How does the insertion of the AHB wrapper affect the performance of the ARM7TDMI?

Use of the ARM7TDMI AHB Wrapper results in the addition of a wait state for every NSEQ transfer in a burst. The AHB works off single rising edge of the clock, which makes it more synthesis friendly, and in general, AHB designs can be run at higher frequencies.

Below is an explanation of why the wait state is added.

Looking at the main events on the ARM7TDMI bus timing.

• nMREQ and SEQ (which indicate the cycle type) are driven from MCLK falling.
• A (the address bus) is driven from MCLK rising edges.
• DIN (the read data bus) is sampled on MCLK falling
• DOUT (the write data bus) is driven from MCLK falling to the next MCLK falling.

        ____      ____      ____
MCLK __|    |____|    |____|    |__
               _________
nMREQ --------<_________>----------
SEQ       
                   _________
A ----------------<_________>------
                        _________
DOUT ------------------<_________>-
                              ____
DIN -------------------------<____>
  

These signals are shown as tristate at times that are not relevant for the example, although they will still be driven by real values.

The majority of the system events are on MCLK falling edges, with only the A bus on MCLK rising.

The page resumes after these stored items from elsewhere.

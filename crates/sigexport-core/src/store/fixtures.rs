//! Encrypted test stores laid out like a Signal Desktop source directory.

use rusqlite::{params, Connection};
use tempfile::{tempdir, TempDir};

use super::secret::Secret;
use super::session::apply_cipher;
use crate::config::CoreConfig;
use crate::constants::CONFIG_FILE;

pub(crate) const TEST_KEY: &str =
    "2b7e151628aed2a6abf7158809cf4f3c2b7e151628aed2a6abf7158809cf4f3c";

pub(crate) struct FixtureStore {
    pub(crate) dir: TempDir,
    conn: Connection,
}

/// A message row to insert; defaults describe a plain incoming text message
pub(crate) struct FixtureMessage<'a> {
    pub(crate) id: &'a str,
    pub(crate) conversation_id: Option<&'a str>,
    pub(crate) kind: Option<&'a str>,
    pub(crate) payload: Option<&'a str>,
    pub(crate) body: &'a str,
    pub(crate) sent_at: i64,
    pub(crate) expire_timer: Option<i64>,
}

impl<'a> FixtureMessage<'a> {
    pub(crate) fn text(id: &'a str, conversation_id: &'a str, sent_at: i64) -> Self {
        Self {
            id,
            conversation_id: Some(conversation_id),
            kind: Some("incoming"),
            payload: Some("{}"),
            body: "hello",
            sent_at,
            expire_timer: None,
        }
    }
}

impl FixtureStore {
    pub(crate) fn new() -> Self {
        let dir = tempdir().unwrap();
        let config = CoreConfig::new(dir.path());
        std::fs::create_dir_all(config.db_path().parent().unwrap()).unwrap();
        std::fs::write(
            config.config_json_path(),
            format!(r#"{{"key": "{}"}}"#, TEST_KEY),
        )
        .unwrap();

        let conn = Connection::open(config.db_path()).unwrap();
        apply_cipher(&conn, &Secret::from_hex(TEST_KEY).unwrap()).unwrap();
        conn.execute_batch(
            r#"
            CREATE TABLE conversations (
                id TEXT PRIMARY KEY,
                type TEXT,
                serviceId TEXT,
                e164 TEXT,
                name TEXT,
                profileName TEXT,
                members TEXT
            );
            CREATE TABLE messages (
                id TEXT PRIMARY KEY,
                conversationId TEXT,
                type TEXT,
                json TEXT,
                body TEXT,
                sourceServiceId TEXT,
                timestamp INTEGER,
                sent_at INTEGER,
                serverTimestamp INTEGER,
                hasAttachments INTEGER,
                readStatus INTEGER,
                seenStatus INTEGER,
                expireTimer INTEGER
            );
            CREATE TABLE items (
                id TEXT PRIMARY KEY,
                json TEXT
            );
            "#,
        )
        .unwrap();

        Self { dir, conn }
    }

    pub(crate) fn config(&self) -> CoreConfig {
        CoreConfig::new(self.dir.path())
    }

    pub(crate) fn add_person(&self, id: &str, service_id: &str, name: Option<&str>, profile_name: Option<&str>) {
        self.conn
            .execute(
                "INSERT INTO conversations (id, type, serviceId, e164, name, profileName, members)
                 VALUES (?1, 'private', ?2, ?3, ?4, ?5, NULL)",
                params![id, service_id, format!("+1555{}", id.len()), name, profile_name],
            )
            .unwrap();
    }

    pub(crate) fn add_group(&self, id: &str, name: &str, members: &[&str]) {
        self.conn
            .execute(
                "INSERT INTO conversations (id, type, serviceId, e164, name, profileName, members)
                 VALUES (?1, 'group', NULL, NULL, ?2, NULL, ?3)",
                params![id, name, members.join(" ")],
            )
            .unwrap();
    }

    pub(crate) fn add_message(&self, message: FixtureMessage<'_>) {
        self.conn
            .execute(
                "INSERT INTO messages (id, conversationId, type, json, body, sourceServiceId,
                    timestamp, sent_at, serverTimestamp, hasAttachments, readStatus, seenStatus, expireTimer)
                 VALUES (?1, ?2, ?3, ?4, ?5, NULL, ?6, ?6, ?6, 0, 0, 0, ?7)",
                params![
                    message.id,
                    message.conversation_id,
                    message.kind,
                    message.payload,
                    message.body,
                    message.sent_at,
                    message.expire_timer,
                ],
            )
            .unwrap();
    }

    pub(crate) fn set_owner(&self, service_id: &str) {
        let json = serde_json::json!({ "id": "uuid_id", "value": format!("{}.1", service_id) });
        self.conn
            .execute(
                "INSERT INTO items (id, json) VALUES ('uuid_id', ?1)",
                params![json.to_string()],
            )
            .unwrap();
    }

    pub(crate) fn drop_table(&self, table: &str) {
        self.conn
            .execute_batch(&format!("DROP TABLE {};", table))
            .unwrap();
    }

    /// Rewrite `config.json` with a different key
    pub(crate) fn write_config_key(&self, key: &str) {
        std::fs::write(
            self.dir.path().join(CONFIG_FILE),
            format!(r#"{{"key": "{}"}}"#, key),
        )
        .unwrap();
    }
}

So to put an AHB wrapper around this core we will invert HCLK (which has all events on rising edges) to generate MCLK. nMREQ/SEQ then generate HTRANS, DOUT becomes HWDATA, and DIN comes from HRDATA.

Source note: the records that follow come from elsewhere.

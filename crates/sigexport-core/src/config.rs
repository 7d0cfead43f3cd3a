use chrono::NaiveDateTime;
use std::collections::HashSet;
use std::path::{Path, PathBuf};

use crate::constants::{CONFIG_FILE, DB_RELATIVE_PATH, SIGNAL_DIR_NAME};
use crate::models::Contacts;

#[derive(Debug, Clone)]
pub struct CoreConfig {
    pub source_dir: PathBuf,
}

impl CoreConfig {
    pub fn new<P: AsRef<Path>>(source_dir: P) -> Self {
        Self {
            source_dir: source_dir.as_ref().to_path_buf(),
        }
    }

    /// Platform default Signal Desktop directory, if the platform has a config dir
    pub fn default_source() -> Option<PathBuf> {
        dirs::config_dir().map(|dir| dir.join(SIGNAL_DIR_NAME))
    }

    pub fn db_path(&self) -> PathBuf {
        self.source_dir.join(DB_RELATIVE_PATH)
    }

    pub fn config_json_path(&self) -> PathBuf {
        self.source_dir.join(CONFIG_FILE)
    }
}

/// Allow-list of chat names. An empty filter retains every conversation.
#[derive(Debug, Clone, Default, PartialEq, Eq)]
pub struct ChatFilter {
    names: HashSet<String>,
}

impl ChatFilter {
    /// Parse a comma-separated list. Matching is exact and case-sensitive.
    pub fn parse(raw: &str) -> Self {
        Self::from_names(raw.split(',').filter(|name| !name.is_empty()))
    }

    pub fn from_names<I, S>(names: I) -> Self
    where
        I: IntoIterator<Item = S>,
        S: Into<String>,
    {
        Self {
            names: names.into_iter().map(Into::into).collect(),
        }
    }

    pub fn is_unrestricted(&self) -> bool {
        self.names.is_empty()
    }

    pub fn contains(&self, name: &str) -> bool {
        self.names.contains(name)
    }

    /// Whether a conversation with these names is retained
    pub fn retains(&self, name: Option<&str>, profile_name: Option<&str>) -> bool {
        if self.is_unrestricted() {
            return true;
        }
        [name, profile_name]
            .into_iter()
            .flatten()
            .any(|candidate| self.contains(candidate))
    }

    /// Entries matching neither the name nor the profile name of any contact, sorted
    pub fn unmatched(&self, contacts: &Contacts) -> Vec<&str> {
        let mut missing: Vec<&str> = self
            .names
            .iter()
            .filter(|wanted| {
                !contacts.iter().any(|c| {
                    c.name.as_deref() == Some(wanted.as_str())
                        || c.profile_name.as_deref() == Some(wanted.as_str())
                })
            })
            .map(String::as_str)
            .collect();
        missing.sort_unstable();
        missing
    }

    /// Filter entries as a list, for restricting the metadata export
    pub fn names(&self) -> Option<Vec<String>> {
        if self.is_unrestricted() {
            return None;
        }
        let mut names: Vec<String> = self.names.iter().cloned().collect();
        names.sort();
        Some(names)
    }
}

#[derive(Debug, Clone, Default)]
pub struct IngestOptions {
    pub chats: ChatFilter,
    pub include_empty: bool,
    pub include_disappearing: bool,
}

#[derive(Debug, Clone)]
pub struct MetadataOptions {
    /// Restrict the export to these group names (None = every group)
    pub groups: Option<Vec<String>>,
    pub exported_on: NaiveDateTime,
}

impl MetadataOptions {
    pub fn now(groups: Option<Vec<String>>) -> Self {
        Self {
            groups,
            exported_on: chrono::Local::now().naive_local(),
        }
    }
}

HADDR is the only problem. To be fully synchronous logic, we need to drive HADDR at the same time as HTRANS, but the A value is not valid until a half clock cycle later. So in the ARM7TDMI wrapper we add a wait state for all Non-Sequential accesses during which time we wait for A to be valid.

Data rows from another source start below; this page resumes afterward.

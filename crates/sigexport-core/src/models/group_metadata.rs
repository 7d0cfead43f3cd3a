use serde::Serialize;

use crate::error::{ExportError, Result};

/// Timestamp format written to `exported_on` (ISO-8601, local, microseconds)
pub const EXPORTED_ON_FORMAT: &str = "%Y-%m-%dT%H:%M:%S%.6f";

/// Nested per-group metadata document
#[derive(Debug, Clone, PartialEq, Eq, Serialize)]
pub struct GroupMetadata {
    pub name: String,
    pub exported_by: Option<String>,
    pub exported_on: String,
    pub members: Vec<MemberMetadata>,
}

#[derive(Debug, Clone, PartialEq, Eq, Serialize)]
pub struct MemberMetadata {
    pub name: Option<String>,
    pub display_name: Option<String>,
    pub number: Option<String>,
    /// Other groups this member belongs to, owner-shared groups redacted
    pub other_groups: Vec<String>,
}

/// One member row of the flattened table, group fields repeated
#[derive(Debug, Clone, PartialEq, Eq, Serialize)]
pub struct FlatMemberRow {
    pub group_name: String,
    pub exported_by: Option<String>,
    pub exported_on: String,
    pub num_shared_groups: usize,
    pub name: Option<String>,
    pub display_name: Option<String>,
    pub number: Option<String>,
    pub other_groups: Vec<String>,
}

impl FlatMemberRow {
    pub const COLUMNS: [&'static str; 8] = [
        "group_name",
        "exported_by",
        "exported_on",
        "num_shared_groups",
        "name",
        "display_name",
        "number",
        "other_groups",
    ];
}

impl GroupMetadata {
    /// Flatten to one row per member.
    ///
    /// A group without members has no row shape, so it is rejected.
    pub fn flatten(&self) -> Result<Vec<FlatMemberRow>> {
        if self.members.is_empty() {
            return Err(ExportError::config(format!(
                "group '{}' has no resolvable members to export",
                self.name
            )));
        }

        Ok(self
            .members
            .iter()
            .map(|member| FlatMemberRow {
                group_name: self.name.clone(),
                exported_by: self.exported_by.clone(),
                exported_on: self.exported_on.clone(),
                num_shared_groups: member.other_groups.len(),
                name: member.name.clone(),
                display_name: member.display_name.clone(),
                number: member.number.clone(),
                other_groups: member.other_groups.clone(),
            })
            .collect())
    }
}

/// Both representations of one group, ready for rendering
#[derive(Debug, Clone, PartialEq, Eq)]
pub struct GroupExport {
    pub metadata: GroupMetadata,
    pub rows: Vec<FlatMemberRow>,
}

We can then use this valid A to drive HADDR. From then on, for Sequential cycles, we, inside the wrapper, calculate the next HADDR value (before the A bus is actually driven). We can see nMREQ and SEQ so we know if the address has to increment or not.

So this means we now have an AHB Bus Master which for most accesses does not need a wait state, and only for Non-Sequential accesses do we need a wait state so that we can, synchronous to HCLK rising, drive HADDR.

The AHB wrapper uses wait state for address synchronization. The wait states are only for Non-Sequential accesses and so will result in approximately 33% more cycles when accessing zero wait state memory.

Our experience has been that using this wrapper allows systems to be built at considerably higher clock speeds than would be possible otherwise (due to the lateness of the nMREQ/SEQ/A[] bus signals within the clock phase.